The image encoding apparatus according to claim 1, wherein the plurality of encoding modes include an encoding mode for performing a weighted average process of viewpoint interpolation and motion compensated prediction.

3. The image encoding method according to claim 2, wherein the plurality of encoding modes include an encoding mode for performing weighted average processing of viewpoint interpolation and motion compensation prediction.

4. The image encoding program according to claim 3, wherein the plurality of encoding modes include an encoding mode for performing a weighted average process of viewpoint interpolation and motion compensated prediction.
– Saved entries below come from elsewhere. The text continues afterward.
//! Interactive menu front end. Presentation only: every schedule decision is
//! delegated to the library.

use std::io::{self, Write as _};
use std::path::{Path, PathBuf};

use anyhow::{Context, Result};
use clap::Parser;

use classtab::persist;
use classtab::schedule::{
    AliasConfig, Curriculum, Day, DisplacementOutcome, RecordKey, RecordStore, SearchField,
    Section, SessionRecord, TimeSlot, SLOT_CATALOG,
};
use classtab::seed::seed_records;

#[derive(Parser, Debug)]
#[command(name = "classtab", about = "Weekly class-schedule manager")]
struct Args {
    /// Load an exported timetable instead of the built-in seed data
    #[arg(long)]
    load: Option<PathBuf>,

    /// JSON alias map for instructor-name normalization
    #[arg(long)]
    aliases: Option<PathBuf>,

    /// Weekly lecture count above which an instructor is overloaded
    #[arg(long, default_value_t = 15)]
    threshold: usize,
}

fn main() -> Result<()> {
    tracing_subscriber::fmt()
        .with_max_level(tracing::Level::WARN)
        .init();

    let args = Args::parse();
    let curriculum = Curriculum::standard();
    let aliases = match &args.aliases {
        Some(path) => AliasConfig::load_from_file(path)
            .with_context(|| format!("loading alias map from {}", path.display()))?,
        None => AliasConfig::builtin(),
    };

    let mut store = RecordStore::new();
    match &args.load {
        Some(path) => {
            let count = persist::load(path, &mut store)
                .with_context(|| format!("loading timetable from {}", path.display()))?;
            println!("Loaded {count} sessions from {}", path.display());
        }
        None => store.replace_all(seed_records()),
    }

    loop {
        println!("\n====== Classroom Scheduler ======");
        println!("1. Display timetable");
        println!("2. Swap classes");
        println!("3. Change class section");
        println!("4. Teacher load analysis");
        println!("5. Assign new teacher");
        println!("6. Save timetable");
        println!("7. Load timetable");
        println!("8. Search timetable");
        println!("9. Mark instructor unavailable");
        println!("10. Undo last change");
        println!("11. Statistics dashboard");
        println!("12. Exit");

        let choice = prompt("Enter choice: ")?;
        let outcome = match choice.trim() {
            "1" => display_menu(&store, &curriculum),
            "2" => swap_menu(&mut store),
            "3" => change_section(&mut store),
            "4" => {
                print_teacher_load(&store, &aliases, args.threshold);
                Ok(())
            }
            "5" => assign_new_teacher(&mut store, &curriculum),
            "6" => save_menu(&store, &curriculum),
            "7" => load_menu(&mut store),
            "8" => search_menu(&store, &curriculum),
            "9" => mark_unavailable(&mut store),
            "10" => {
                undo_last(&mut store);
                Ok(())
            }
            "11" => {
                print_statistics(&store, &aliases);
                Ok(())
            }
            "12" => {
                println!("Thank you for using Classroom Scheduler!");
                return Ok(());
            }
            _ => {
                println!("Invalid choice. Please try again.");
                Ok(())
            }
        };
        if let Err(e) = outcome {
            println!("Error: {e}");
        }
    }
}

fn prompt(message: &str) -> Result<String> {
    print!("{message}");
    io::stdout().flush()?;
    let mut line = String::new();
    io::stdin().read_line(&mut line)?;
    Ok(line.trim().to_string())
}

fn prompt_section(message: &str) -> Result<Section> {
    let input = prompt(message)?;
    let letter = input
        .chars()
        .next()
        .context("expected a section letter")?
        .to_ascii_uppercase();
    Ok(Section::new(letter)?)
}

fn prompt_day() -> Result<Day> {
    for (i, day) in Day::ALL.iter().enumerate() {
        println!("{}. {}", i + 1, day.full_name());
    }
    let n: usize = prompt("Enter choice (1-6): ")?.parse().context("expected a number")?;
    Day::ALL
        .get(n.checked_sub(1).context("choice out of range")?)
        .copied()
        .context("choice out of range")
}

fn prompt_slot(message: &str) -> Result<TimeSlot> {
    Ok(TimeSlot::from_label(&prompt(message)?)?)
}

fn prompt_yes_no(message: &str) -> Result<bool> {
    Ok(matches!(prompt(message)?.as_str(), "y" | "Y" | "1" | "yes"))
}

fn prompt_record_key(which: &str) -> Result<RecordKey> {
    println!("\nEnter details for the {which} class:");
    let section = prompt_section("Section: ")?;
    let day = Day::from_abbrev(&prompt("Day (MON/TUE/WED/THU/FRI/SAT): ")?)?;
    let slot = prompt_slot("Time (e.g., 8:00-8:55): ")?;
    let subject = prompt("Subject code: ")?;
    let instructor = prompt("Teacher name: ")?;
    Ok(RecordKey {
        section,
        day,
        slot,
        subject,
        instructor,
    })
}

fn print_day_listing(store: &RecordStore, curriculum: &Curriculum, section: Section, day: Day) {
    let sessions = store.sessions_for(section, day);
    if sessions.is_empty() {
        return;
    }
    println!("\n{}:", day.full_name());
    println!("{:<13} | {:<8} | {:<40} | {}", "Time", "Code", "Subject", "Faculty");
    for rec in sessions {
        println!(
            "{:<13} | {:<8} | {:<40} | {}",
            rec.slot.label(),
            rec.subject,
            curriculum.resolve(&rec.subject),
            rec.instructor
        );
    }
}

fn print_week(store: &RecordStore, curriculum: &Curriculum, section: Section) {
    println!("\n===== TIMETABLE FOR SECTION {section} =====");
    for day in Day::ALL {
        print_day_listing(store, curriculum, section, day);
    }
}

fn display_menu(store: &RecordStore, curriculum: &Curriculum) -> Result<()> {
    println!("1. Full timetable (all sections)");
    println!("2. One section");
    match prompt("Enter choice: ")?.as_str() {
        "1" => {
            for section in store.sections() {
                print_week(store, curriculum, section);
            }
        }
        "2" => {
            let section = prompt_section("Enter section: ")?;
            println!("1. Full week");
            println!("2. Specific day");
            match prompt("Enter choice: ")?.as_str() {
                "1" => print_week(store, curriculum, section),
                "2" => {
                    let day = prompt_day()?;
                    print_day_listing(store, curriculum, section, day);
                }
                _ => println!("Invalid choice."),
            }
        }
        _ => println!("Invalid choice."),
    }
    Ok(())
}

fn swap_menu(store: &mut RecordStore) -> Result<()> {
    println!("1. Swap between two sections");
    println!("2. Swap within the same section");
    match prompt("Enter choice: ")?.as_str() {
        "1" => {
            let a = prompt_record_key("first")?;
            let b = prompt_record_key("second")?;
            let exchange = prompt_yes_no("Swap teachers as well? (y/n): ")?;
            store.swap_between_sections(&a, &b, exchange)?;
            println!("Classes swapped successfully.");
        }
        "2" => {
            let section = prompt_section("Enter section: ")?;
            let day = prompt_day()?;
            let sessions = store.sessions_for(section, day);
            if sessions.is_empty() {
                println!("No sessions for section {section} on {day}.");
                return Ok(());
            }
            for (i, rec) in sessions.iter().enumerate() {
                println!("{}. {} - {} - {}", i + 1, rec.slot.label(), rec.subject, rec.instructor);
            }
            let ord1: usize = prompt("First slot number: ")?.parse().context("expected a number")?;
            let ord2: usize = prompt("Second slot number: ")?.parse().context("expected a number")?;
            let exchange = prompt_yes_no("Swap teachers as well? (y/n): ")?;
            store.swap_within_section(section, day, ord1, ord2, exchange)?;
            println!("Classes swapped successfully.");
        }
        _ => println!("Invalid choice."),
    }
    Ok(())
}

fn change_section(store: &mut RecordStore) -> Result<()> {
    let from = prompt_section("Enter current section: ")?;
    let to = prompt_section("Enter new section: ")?;
    let day = Day::from_abbrev(&prompt("Enter the day (MON/TUE/WED/THU/FRI/SAT): ")?)?;
    let slot = prompt_slot("Enter the time slot (e.g., 8:00-8:55): ")?;
    let moved = store.reassign_section(from, day, slot, to)?;
    println!("Changed from section {from} to section {to}.");
    println!("Details: {} - {} - {}", moved.subject, moved.instructor, moved.slot);
    Ok(())
}

fn print_teacher_load(store: &RecordStore, aliases: &AliasConfig, threshold: usize) {
    println!("\n{:<25} | {:<13} | {:<10} | Status", "Teacher Name", "Lectures/Week", "Sections");
    for load in store.teacher_load(threshold, aliases) {
        let sections: String = load
            .sections
            .iter()
            .map(|s| format!("{s} "))
            .collect();
        println!(
            "{:<25} | {:<13} | {:<10} | {}",
            load.name,
            load.lectures,
            sections,
            if load.overloaded { "OVERLOADED" } else { "Normal" }
        );
    }
    println!("Note: more than {threshold} lectures per week is OVERLOADED");
}

fn assign_new_teacher(store: &mut RecordStore, curriculum: &Curriculum) -> Result<()> {
    let name = prompt("Enter new teacher name: ")?;
    println!("\n{:<8} | {:<40} | Type", "Code", "Subject Name");
    for entry in curriculum.entries() {
        println!(
            "{:<8} | {:<40} | {}",
            entry.code,
            entry.name,
            if entry.is_lab { "Lab" } else { "Theory" }
        );
    }
    let code = prompt("Enter subject code (existing or new): ")?;

    let existing = store.slots_for_subject(&code);
    if !existing.is_empty() {
        println!("Found existing time slots for {code}:");
        for (section, day, slot) in &existing {
            println!("Section {section}: {day} {slot}");
        }
        let updated = store.bulk_reassign_instructor(&code, &name);
        println!("Assigned {name} to {updated} existing sessions.");
        return Ok(());
    }

    println!("No existing time slots for {code}; placing it manually.");
    for section in store.sections() {
        loop {
            println!("\nSection {section} - select day:");
            let day = prompt_day()?;
            for (i, label) in SLOT_CATALOG.iter().enumerate() {
                let slot = TimeSlot::from_label(label).expect("catalog label");
                let status = if store.is_slot_free(section, day, slot) {
                    "(Available)"
                } else {
                    "(Occupied)"
                };
                println!("{}. {label} {status}", i + 1);
            }
            let n: usize = prompt("Enter time slot number: ")?.parse().context("expected a number")?;
            let Some(label) = SLOT_CATALOG.get(n.wrapping_sub(1)) else {
                println!("Invalid time choice, try again.");
                continue;
            };
            let slot = TimeSlot::from_label(label).expect("catalog label");
            let record = SessionRecord::new(day, slot, code.clone(), name.clone(), section);
            match store.insert_checked(record) {
                Ok(()) => {
                    println!("Lecture added for section {section}: {code} at {slot} on {day}");
                    break;
                }
                Err(e) => println!("{e}; choose a different slot."),
            }
        }
    }
    println!("New teacher assigned successfully.");
    Ok(())
}

fn save_menu(store: &RecordStore, curriculum: &Curriculum) -> Result<()> {
    println!("1. Save full timetable");
    println!("2. Save one section");
    match prompt("Enter choice: ")?.as_str() {
        "1" => {
            let filename = persist::timestamped_filename();
            persist::save(Path::new(&filename), store, curriculum)?;
            println!("Timetable saved to {filename}");
        }
        "2" => {
            let section = prompt_section("Enter section: ")?;
            let filename = persist::section_filename(section);
            std::fs::write(&filename, persist::render_section(store, curriculum, section))?;
            println!("Section {section} timetable saved to {filename}");
        }
        _ => println!("Invalid choice."),
    }
    Ok(())
}

fn load_menu(store: &mut RecordStore) -> Result<()> {
    let filename = prompt("Enter filename to load: ")?;
    let count = persist::load(Path::new(&filename), store)?;
    println!("Loaded {count} sessions from {filename}");
    Ok(())
}

fn search_menu(store: &RecordStore, curriculum: &Curriculum) -> Result<()> {
    println!("1. Search by teacher");
    println!("2. Search by subject");
    println!("3. Search by time");
    let field = match prompt("Enter choice: ")?.as_str() {
        "1" => SearchField::Instructor,
        "2" => SearchField::Subject,
        "3" => SearchField::Time,
        _ => {
            println!("Invalid choice.");
            return Ok(());
        }
    };
    let query = prompt("Enter search keyword: ")?;
    let hits = store.search(field, &query, curriculum);
    if hits.is_empty() {
        println!("No matches found.");
        return Ok(());
    }
    for rec in hits {
        println!(
            "Section {} | {} | {} | {} | {}",
            rec.section,
            rec.day,
            rec.slot,
            rec.subject,
            rec.instructor
        );
    }
    Ok(())
}

fn mark_unavailable(store: &mut RecordStore) -> Result<()> {
    let name = prompt("Enter instructor name: ")?;
    let section = prompt_section("Enter section: ")?;
    let report = store.handle_instructor_unavailable(&name, section);
    if report.is_empty() {
        println!("{name} has no sessions in section {section}.");
        return Ok(());
    }
    for d in report {
        match d.outcome {
            DisplacementOutcome::Swapped {
                partner_slot,
                incoming_subject,
                incoming_instructor,
            } => println!(
                "{} {}: {} swapped with {} ({}) from {}",
                d.day, d.slot, d.subject, incoming_subject, incoming_instructor, partner_slot
            ),
            DisplacementOutcome::Freed => {
                println!("{} {}: {} marked as free period", d.day, d.slot, d.subject)
            }
        }
    }
    Ok(())
}

fn undo_last(store: &mut RecordStore) {
    match store.undo_last() {
        Some(report) => {
            let snap = &report.snapshot;
            if report.restored {
                println!(
                    "Undo: restored {} ({}) at {} {} in section {}",
                    snap.subject, snap.instructor, snap.day, snap.slot, snap.section
                );
            } else {
                println!(
                    "Undo: slot {} {} in section {} no longer exists; {} ({}) not restored",
                    snap.day, snap.slot, snap.section, snap.subject, snap.instructor
                );
            }
        }
        None => println!("Nothing to undo."),
    }
}

fn print_statistics(store: &RecordStore, aliases: &AliasConfig) {
    let stats = store.statistics(aliases);
    match &stats.most_loaded {
        Some(t) => println!("Most loaded teacher: {} ({} lectures)", t.name, t.lectures),
        None => println!("Most loaded teacher: N/A"),
    }
    for (section, day, count) in &stats.busiest_days {
        println!("Busiest day for section {section}: {day} ({count} lectures)");
    }
    for (section, count) in &stats.free_periods {
        println!("Free periods for section {section}: {count}");
    }
}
The image encoding apparatus according to claim 1, wherein the plurality of encoding modes include an encoding mode for performing a weighted average process of viewpoint interpolation and parallax compensation prediction.

3. The image encoding method according to claim 2, wherein the plurality of encoding modes include an encoding mode for performing weighted average processing of viewpoint interpolation and parallax compensation prediction.

4. The image encoding program according to claim 3, wherein the plurality of encoding modes include an encoding mode for performing weighted average processing of viewpoint interpolation and parallax compensation prediction.